[Work to be completed] Among the entries below, how many lines hold the word "Данные"? Reply with the number only.

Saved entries

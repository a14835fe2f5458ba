//! End-to-end integration tests for xlsxforge.
//!
//! The library only writes `.xlsx` packages, so these tests assert on the
//! package's bytes directly (via `support::zip_inspect`) rather than reading
//! the workbook back through some second library.

mod support {
    pub mod zip_inspect;
}

use support::zip_inspect::ZipContents;
use xlsxforge::{
    BoolExpr, Book, BookStyle, Column, ColumnBuilder, ColumnWidth, DataProvider, FreezePanes, Sheet,
    SheetStyle,
};

struct Person {
    name: String,
    age: i64,
    nickname: Option<String>,
    active: bool,
}

fn person_columns() -> Vec<Column<Person>> {
    vec![
        ColumnBuilder::<Person, String>::required("Name", |p| p.name.clone())
            .to_string_with(|s| s),
        ColumnBuilder::<Person, i64>::required("Age", |p| p.age).to_int_with(|v| v),
        ColumnBuilder::<Person, String>::optional("Nickname", |p| p.nickname.clone())
            .default_value("-".to_string())
            .to_string_with(|s| s),
        ColumnBuilder::<Person, bool>::required("Active", |p| p.active)
            .to_bool_with(BoolExpr::YesNo, |b| b),
    ]
}

fn write_and_inspect(book: Book) -> ZipContents {
    let mut book = book;
    let dir = tempfile::tempdir().unwrap();
    let path = dir.path().join("out.xlsx");
    book.write(&path).unwrap();
    ZipContents::read(&path)
}

#[test]
fn package_contains_every_mandatory_part() {
    let sheet = Sheet::new(
        "People",
        true,
        SheetStyle::default(),
        person_columns(),
        DataProvider::sync(|| {
            Ok(vec![Person {
                name: "Alice".to_string(),
                age: 30,
                nickname: None,
                active: true,
            }])
        }),
    );
    let book = Book::new(BookStyle::default()).add_sheet(sheet);
    let zip = write_and_inspect(book);

    for part in [
        "[Content_Types].xml",
        "_rels/.rels",
        "docProps/app.xml",
        "docProps/core.xml",
        "xl/workbook.xml",
        "xl/_rels/workbook.xml.rels",
        "xl/styles.xml",
        "xl/sharedStrings.xml",
        "xl/worksheets/sheet1.xml",
    ] {
        assert!(zip.contains(part), "missing part: {part}");
    }
}

#[test]
fn header_and_data_rows_are_emitted_with_shared_strings() {
    let sheet = Sheet::new(
        "People",
        true,
        SheetStyle::default(),
        person_columns(),
        DataProvider::sync(|| {
            Ok(vec![
                Person {
                    name: "Alice".to_string(),
                    age: 30,
                    nickname: None,
                    active: true,
                },
                Person {
                    name: "Bob".to_string(),
                    age: 25,
                    nickname: Some("Bobby".to_string()),
                    active: false,
                },
            ])
        }),
    );
    let book = Book::new(BookStyle::default()).add_sheet(sheet);
    let zip = write_and_inspect(book);

    let shared_strings = zip.text("xl/sharedStrings.xml");
    assert!(shared_strings.contains("Name"));
    assert!(shared_strings.contains("Alice"));
    assert!(shared_strings.contains("Bobby"));
    assert!(shared_strings.contains('-'.to_string().as_str()));

    let sheet_xml = zip.text("xl/worksheets/sheet1.xml");
    assert!(sheet_xml.contains("<v>30</v>"));
    assert!(sheet_xml.contains("dimension ref=\"A1:D3\""));
}

#[test]
fn multiple_sheets_get_distinct_worksheet_parts_and_workbook_entries() {
    let first = Sheet::new(
        "Team A",
        true,
        SheetStyle::default(),
        person_columns(),
        DataProvider::sync(|| {
            Ok(vec![Person {
                name: "Alice".to_string(),
                age: 30,
                nickname: None,
                active: true,
            }])
        }),
    );
    let second = Sheet::new(
        "Team B",
        true,
        SheetStyle::default(),
        person_columns(),
        DataProvider::sync(|| {
            Ok(vec![Person {
                name: "Carol".to_string(),
                age: 41,
                nickname: None,
                active: false,
            }])
        }),
    );
    let book = Book::new(BookStyle::default())
        .add_sheet(first)
        .add_sheet(second);
    let zip = write_and_inspect(book);

    assert!(zip.contains("xl/worksheets/sheet1.xml"));
    assert!(zip.contains("xl/worksheets/sheet2.xml"));
    let workbook_xml = zip.text("xl/workbook.xml");
    assert!(workbook_xml.contains("Team A"));
    assert!(workbook_xml.contains("Team B"));
}

#[test]
fn duplicate_sheet_names_are_rejected_before_any_write() {
    let make = |label: &str| {
        let label = label.to_string();
        Sheet::new(
            "Same Name",
            true,
            SheetStyle::default(),
            person_columns(),
            DataProvider::sync(move || {
                Ok(vec![Person {
                    name: label.clone(),
                    age: 1,
                    nickname: None,
                    active: true,
                }])
            }),
        )
    };
    let mut book = Book::new(BookStyle::default())
        .add_sheet(make("one"))
        .add_sheet(make("two"));

    let dir = tempfile::tempdir().unwrap();
    let path = dir.path().join("out.xlsx");
    let result = book.write(&path);
    assert!(result.is_err());
    assert!(!path.exists());
}

#[test]
fn empty_dataset_still_emits_the_header_row() {
    let sheet = Sheet::new(
        "Empty",
        true,
        SheetStyle::default(),
        person_columns(),
        DataProvider::sync(|| Ok(vec![])),
    );
    let book = Book::new(BookStyle::default()).add_sheet(sheet);
    let zip = write_and_inspect(book);

    let sheet_xml = zip.text("xl/worksheets/sheet1.xml");
    assert!(sheet_xml.contains("dimension ref=\"A1:D1\""));
}

#[test]
fn large_dataset_round_trips_through_the_whole_pipeline() {
    let row_count = 2_000;
    let sheet = Sheet::new(
        "Bulk",
        true,
        SheetStyle::default(),
        person_columns(),
        DataProvider::sync(move || {
            Ok((0..row_count)
                .map(|i| Person {
                    name: format!("Person {i}"),
                    age: (i % 80) as i64,
                    nickname: None,
                    active: i % 2 == 0,
                })
                .collect())
        }),
    );
    let book = Book::new(BookStyle::default()).add_sheet(sheet);
    let zip = write_and_inspect(book);

    let sheet_xml = zip.text("xl/worksheets/sheet1.xml");
    assert!(sheet_xml.contains(&format!("dimension ref=\"A1:D{}\"", row_count + 1)));
}

#[test]
fn special_characters_survive_xml_escaping() {
    let sheet = Sheet::new(
        "Special",
        true,
        SheetStyle::default(),
        person_columns(),
        DataProvider::sync(|| {
            Ok(vec![Person {
                name: "Text with <tags> & \"quotes\" and 'apostrophes' Ñoño 😀".to_string(),
                age: 1,
                nickname: None,
                active: true,
            }])
        }),
    );
    let book = Book::new(BookStyle::default()).add_sheet(sheet);
    let zip = write_and_inspect(book);

    let shared_strings = zip.text("xl/sharedStrings.xml");
    assert!(shared_strings.contains("&lt;tags&gt;"));
    assert!(shared_strings.contains("&amp;"));
    assert!(shared_strings.contains("Ñoño"));
    assert!(shared_strings.contains('\u{1F600}'.to_string().as_str()));
}

#[test]
fn unicode_sheet_names_are_preserved_and_sanitized() {
    let make_sheet = |name: &str| {
        Sheet::new(
            name,
            true,
            SheetStyle::default(),
            person_columns(),
            DataProvider::sync(|| {
                Ok(vec![Person {
                    name: "X".to_string(),
                    age: 1,
                    nickname: None,
                    active: true,
                }])
            }),
        )
    };
    let book = Book::new(BookStyle::default())
        .add_sheet(make_sheet("Данные"))
        .add_sheet(make_sheet("数据"))
        .add_sheet(make_sheet("Ventes/Q1"));
    let zip = write_and_inspect(book);

    let workbook_xml = zip.text("xl/workbook.xml");
    assert!(workbook_xml.contains("Данные"));
    assert!(workbook_xml.contains("数据"));
    // '/' is not legal in an Excel sheet name and must be sanitized away.
    assert!(!workbook_xml.contains("Ventes/Q1"));
    assert!(workbook_xml.contains("Ventes_Q1"));
}

#[test]
fn column_widths_and_freeze_panes_reach_the_worksheet_xml() {
    let mut sheet_style = SheetStyle::default();
    sheet_style.freeze_panes = Some(FreezePanes { rows: 1, columns: 0 });

    let mut columns = person_columns();
    columns[0] = ColumnBuilder::<Person, String>::required("Name", |p| p.name.clone())
        .width(ColumnWidth::characters(24.0))
        .to_string_with(|s| s);

    let sheet = Sheet::new(
        "Styled",
        true,
        sheet_style,
        columns,
        DataProvider::sync(|| {
            Ok(vec![Person {
                name: "Alice".to_string(),
                age: 30,
                nickname: None,
                active: true,
            }])
        }),
    );
    let book = Book::new(BookStyle::default()).add_sheet(sheet);
    let zip = write_and_inspect(book);

    let sheet_xml = zip.text("xl/worksheets/sheet1.xml");
    assert!(sheet_xml.contains("width=\"24\""));
    assert!(sheet_xml.contains("topLeftCell=\"A2\""));
}

#[test]
fn cancellation_leaves_no_file_behind() {
    let sheet = Sheet::new(
        "People",
        true,
        SheetStyle::default(),
        person_columns(),
        DataProvider::sync(|| {
            Ok(vec![Person {
                name: "Alice".to_string(),
                age: 30,
                nickname: None,
                active: true,
            }])
        }),
    );
    let mut book = Book::new(BookStyle::default()).add_sheet(sheet);
    book.cancellation_handle()
        .store(true, std::sync::atomic::Ordering::SeqCst);

    let dir = tempfile::tempdir().unwrap();
    let path = dir.path().join("out.xlsx");
    assert!(book.write(&path).is_err());
    assert!(!path.exists());
}

#[tokio::test]
async fn async_data_provider_round_trips_via_write_async() {
    let sheet = Sheet::new(
        "Async",
        true,
        SheetStyle::default(),
        person_columns(),
        DataProvider::asynchronous(|| {
            Box::pin(async {
                Ok(vec![Person {
                    name: "Delayed Alice".to_string(),
                    age: 30,
                    nickname: None,
                    active: true,
                }])
            })
        }),
    );
    let mut book = Book::new(BookStyle::default()).add_sheet(sheet);

    let dir = tempfile::tempdir().unwrap();
    let path = dir.path().join("out.xlsx");
    book.write_async(&path).await.unwrap();

    let zip = ZipContents::read(&path);
    assert!(zip.text("xl/sharedStrings.xml").contains("Delayed Alice"));
}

[Solved exercise] 2